One of those ways that the FDIC can reduce friction in the banking sector is through automation and increased use of robotics process automation tools.

Incentivizing the right behaviors

Meghji said this will increase both the resilience of the system but also help financial sector workers move away from the low-value, menial tasks that often come with financial management.

“Whether or not we’re talking about artificial intelligence writ large, or machine learning or a variety of other algorithms, we could choose, thoughtful enterprise technology design will allow us to alleviate a lot of that. I would be much more interested in seeing kind of larger scale technical architectures that build in more efficiency, more analytics, more predictive activity, more teachable activity and make sure that it’s explainable and thoughtful,” he said. “This is the exact same question that I’m asking in terms of what are we able to what are we able to do to really drive some value to the system?”

Meghji added these efforts also will help incentivize the right behaviors in the banking sector to address a growing host of challenges.

“I’ll talk about themes. I’ll talk about resilience. I’ll talk about inclusion, I’ll talk about friction. These are all things where we’ve got to move the needle on stuff,” he said. “Whether we’re talking about something very specific from an internal perspective that maybe comes up with something new and interesting that we need at the FDIC, or it’s something that we encourage or incentivize in the market, like what we’re doing with our Rapid Phased Prototyping (RPP) program. There are a couple of different ways we can approach that.”

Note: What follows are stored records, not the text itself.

impl MigrationWizard {
    pub fn new(options: ShellOptions) -> Self {
        Self {
            options,
            state: WizardState::Browsing { step: Step::Game },
            selection: WizardSelection::default(),
            catalog: None,
            backup_summary: None,
            revealed: false,
            cursor: 0,
            last_outcome: None,
            expanded: Vec::new(),
            server: ServerFacts::default(),
            generation: Generation::default(),
            mounted: false,
        }
    }

    /// Resets all transient state for a fresh visit and returns the generation
    /// the catalog and backup requests must be tagged with.
    pub fn mount(&mut self, server: &ServerContext, flashes: &mut FlashStore) -> Generation {
        flashes.clear(SHELL_FLASH_KEY);
        self.state = WizardState::Browsing { step: Step::Game };
        self.selection = WizardSelection::default();
        self.catalog = None;
        self.backup_summary = None;
        self.revealed = false;
        self.cursor = 0;
        self.last_outcome = None;
        self.expanded.clear();
        self.server = ServerFacts {
            uuid: server.uuid.clone(),
            current_egg: server.egg.clone(),
            backup_limit: server.feature_limits.backups,
        };
        self.generation = self.generation.next();
        self.mounted = true;
        self.enforce_backup_quota();
        self.generation
    }

    pub fn unmount(&mut self) {
        if self.mounted {
            self.generation = self.generation.next();
            self.mounted = false;
        }
    }

    pub fn is_mounted(&self) -> bool {
        self.mounted
    }

    pub fn generation(&self) -> Generation {
        self.generation
    }

    fn accepts(&self, generation: Generation) -> bool {
        self.mounted && generation == self.generation
    }

    pub fn apply_catalog(
        &mut self,
        generation: Generation,
        result: Result<Vec<Nest>>,
        flashes: &mut FlashStore,
    ) -> bool {
        if !self.accepts(generation) {
            debug!(?generation, "dropping stale nest catalog");
            return false;
        }
        match result {
            Ok(nests) => {
                info!(nests = nests.len(), "nest catalog loaded");
                self.catalog = Some(nests);
            }
            Err(e) => {
                error!("failed to load nests: {e:#}");
                flashes.add_error(SHELL_FLASH_KEY, http_error_to_human(&e));
            }
        }
        true
    }

    pub fn apply_backup_summary(
        &mut self,
        generation: Generation,
        result: Result<BackupSummary>,
        flashes: &mut FlashStore,
    ) -> bool {
        if !self.accepts(generation) {
            debug!(?generation, "dropping stale backup summary");
            return false;
        }
        match result {
            Ok(summary) => {
                self.backup_summary = Some(summary);
                self.enforce_backup_quota();
            }
            Err(e) => {
                error!("failed to load backup summary: {e:#}");
                flashes.add_error(SHELL_FLASH_KEY, http_error_to_human(&e));
            }
        }
        true
    }

    /// Applies one operator action. Returns a plan when the action confirmed a migration.
    pub fn transition(&mut self, event: WizardEvent) -> Option<MigrationPlan> {
        match (self.state.clone(), event) {
            (WizardState::Browsing { step: Step::Game }, WizardEvent::SelectNest(nest)) => {
                if !self.visible_nests().contains(&nest) {
                    debug!(nest, "ignoring selection of unknown nest");
                    return None;
                }
                self.selection.nest = Some(nest);
                self.selection.egg = None;
                self.expanded.clear();
                self.go_to(Step::Software);
                None
            }
            (WizardState::Browsing { step: Step::Software }, WizardEvent::SelectEgg(egg)) => {
                let nest = self.selection.nest?;
                if !self.visible_eggs().contains(&egg) {
                    debug!(egg, "ignoring selection of unknown egg");
                    return None;
                }
                self.selection.egg = Some(egg);
                self.state = WizardState::ConfirmingReinstall {
                    step: Step::Software,
                    nest,
                    egg,
                };
                None
            }
            (WizardState::Browsing { .. }, WizardEvent::GoToStep(step)) => {
                if step == Step::Options && !self.options_available() {
                    debug!("options step unavailable on the blank egg");
                    return None;
                }
                self.go_to(step);
                None
            }
            (WizardState::Browsing { .. }, WizardEvent::ToggleBackup) => {
                self.selection.should_backup = !self.selection.should_backup;
                self.enforce_backup_quota();
                None
            }
            (WizardState::Browsing { .. }, WizardEvent::ToggleWipe) => {
                self.selection.wipe_data = !self.selection.wipe_data;
                None
            }
            (WizardState::ConfirmingReinstall { step, nest, egg }, WizardEvent::Confirm) => {
                let plan = self.plan_for(nest, egg, Local::now())?;
                info!(
                    egg = %plan.egg_name,
                    egg_id = plan.egg_id,
                    nest_id = plan.nest_id,
                    backup = plan.backup_name.is_some(),
                    "starting egg migration"
                );
                self.state = WizardState::Applying {
                    step,
                    plan: plan.clone(),
                };
                Some(plan)
            }
            (WizardState::ConfirmingReinstall { step, .. }, WizardEvent::Cancel) => {
                self.state = WizardState::Browsing { step };
                None
            }
            (WizardState::Applying { step, .. }, WizardEvent::Applied(outcome)) => {
                self.last_outcome = Some(outcome);
                self.state = WizardState::Browsing { step };
                None
            }
            (state, event) => {
                debug!(?state, ?event, "ignoring wizard event");
                None
            }
        }
    }

    fn go_to(&mut self, step: Step) {
        self.state = WizardState::Browsing { step };
        self.cursor = 0;
    }

    /// Steps back one page; used by Esc while browsing.
    pub fn back(&mut self) {
        if let WizardState::Browsing { step } = self.state {
            self.go_to(step.previous());
        }
    }

    /// Only the options step is gated on the blank egg; game and software stay
    /// reachable so a fresh server can still pick its first egg.
    pub fn options_available(&self) -> bool {
        self.server.current_egg != self.options.blank_egg
    }

    pub fn backup_quota_exhausted(&self) -> bool {
        let limit = self.server.backup_limit;
        limit <= 0
            || self
                .backup_summary
                .is_some_and(|summary| summary.backup_count >= limit)
    }

    fn enforce_backup_quota(&mut self) {
        if self.selection.should_backup && self.backup_quota_exhausted() {
            debug!("backup quota exhausted, disabling pre-migration backup");
            self.selection.should_backup = false;
        }
    }

    /// Catalog indices of the nests offered at step 0.
    pub fn visible_nests(&self) -> Vec<usize> {
        self.catalog
            .iter()
            .flatten()
            .enumerate()
            .filter(|(_, nest)| !self.options.hidden_nests.contains(&nest.name))
            .map(|(i, _)| i)
            .collect()
    }

    pub fn selected_nest(&self) -> Option<&Nest> {
        let index = self.selection.nest?;
        self.catalog.as_ref()?.get(index)
    }

    pub fn selected_egg(&self) -> Option<&Egg> {
        self.selected_nest()?.eggs.get(self.selection.egg?)
    }

    /// Indices into the selected nest's eggs, without the egg already installed.
    pub fn visible_eggs(&self) -> Vec<usize> {
        self.selected_nest()
            .map(|nest| {
                nest.eggs
                    .iter()
                    .enumerate()
                    .filter(|(_, egg)| egg.uuid != self.server.current_egg)
                    .map(|(i, _)| i)
                    .collect()
            })
            .unwrap_or_default()
    }

    pub fn current_egg_name(&self) -> Option<&str> {
        self.catalog
            .iter()
            .flatten()
            .flat_map(|nest| nest.eggs.iter())
            .find(|egg| egg.uuid == self.server.current_egg)
            .map(|egg| egg.name.as_str())
    }

    pub fn is_expanded(&self, egg: usize) -> bool {
        self.expanded.get(egg).copied().unwrap_or(false)
    }

    pub fn toggle_description(&mut self, egg: usize) {
        if self.expanded.len() <= egg {
            self.expanded.resize(egg + 1, false);
        }
        self.expanded[egg] = !self.expanded[egg];
    }

    /// Egg id sent to the backend. Prefers the backend's own id; older panels
    /// only expose the egg's 1-based position in the flattened catalog.
    pub fn resolve_egg_id(&self, nest: usize, egg: usize) -> Option<u64> {
        let catalog = self.catalog.as_ref()?;
        let target = catalog.get(nest)?.eggs.get(egg)?;
        if let Some(id) = target.id {
            return Some(id);
        }
        let position = catalog
            .iter()
            .flat_map(|n| n.eggs.iter())
            .position(|e| e.uuid == target.uuid)?;
        warn!(
            egg = %target.uuid,
            position,
            "egg has no id, falling back to its catalog position"
        );
        Some(position as u64 + 1)
    }

    pub fn plan_for(&self, nest: usize, egg: usize, now: DateTime<Local>) -> Option<MigrationPlan> {
        let nest_ref = self.catalog.as_ref()?.get(nest)?;
        let egg_ref = nest_ref.eggs.get(egg)?;
        Some(MigrationPlan {
            server_uuid: self.server.uuid.clone(),
            egg_id: self.resolve_egg_id(nest, egg)?,
            nest_id: nest_ref.id,
            egg_name: egg_ref.name.clone(),
            backup_name: self
                .selection
                .should_backup
                .then(|| backup_name_for(&egg_ref.name, now)),
        })
    }

    /// Number of rows the cursor can move over on the current step.
    fn cursor_len(&self) -> usize {
        match self.state.step() {
            Step::Game => self.visible_nests().len(),
            Step::Software => self.visible_eggs().len(),
            Step::Options => 2,
        }
    }

    pub fn move_cursor_up(&mut self) {
        if self.cursor > 0 {
            self.cursor -= 1;
        }
    }

    pub fn move_cursor_down(&mut self) {
        if self.cursor < self.cursor_len().saturating_sub(1) {
            self.cursor += 1;
        }
    }

    /// Event for pressing Enter on the row under the cursor.
    pub fn event_at_cursor(&self) -> Option<WizardEvent> {
        match self.state {
            WizardState::Browsing { step: Step::Game } => self
                .visible_nests()
                .get(self.cursor)
                .map(|&nest| WizardEvent::SelectNest(nest)),
            WizardState::Browsing { step: Step::Software } => self
                .visible_eggs()
                .get(self.cursor)
                .map(|&egg| WizardEvent::SelectEgg(egg)),
            WizardState::Browsing { step: Step::Options } => Some(if self.cursor == 0 {
                WizardEvent::ToggleBackup
            } else {
                WizardEvent::ToggleWipe
            }),
            WizardState::ConfirmingReinstall { .. } => Some(WizardEvent::Confirm),
            WizardState::Applying { .. } => None,
        }
    }

    /// Egg index under the cursor on the software step.
    pub fn egg_at_cursor(&self) -> Option<usize> {
        match self.state {
            WizardState::Browsing { step: Step::Software } => {
                self.visible_eggs().get(self.cursor).copied()
            }
            _ => None,
        }
    }
}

The list of possibilities is long but what matters is figuring out what’s most impactful, what can be executed in a reasonable amount of time and what positions the banking sector for the future, he said.

“The last thing I would want to do is do a bunch of tactical innovation work that doesn’t solve these bigger strategic questions that will continue to come over time,” Meghji said. “So you’ll see a strategic view to this before you necessarily start seeing a lot of tactical stuff.”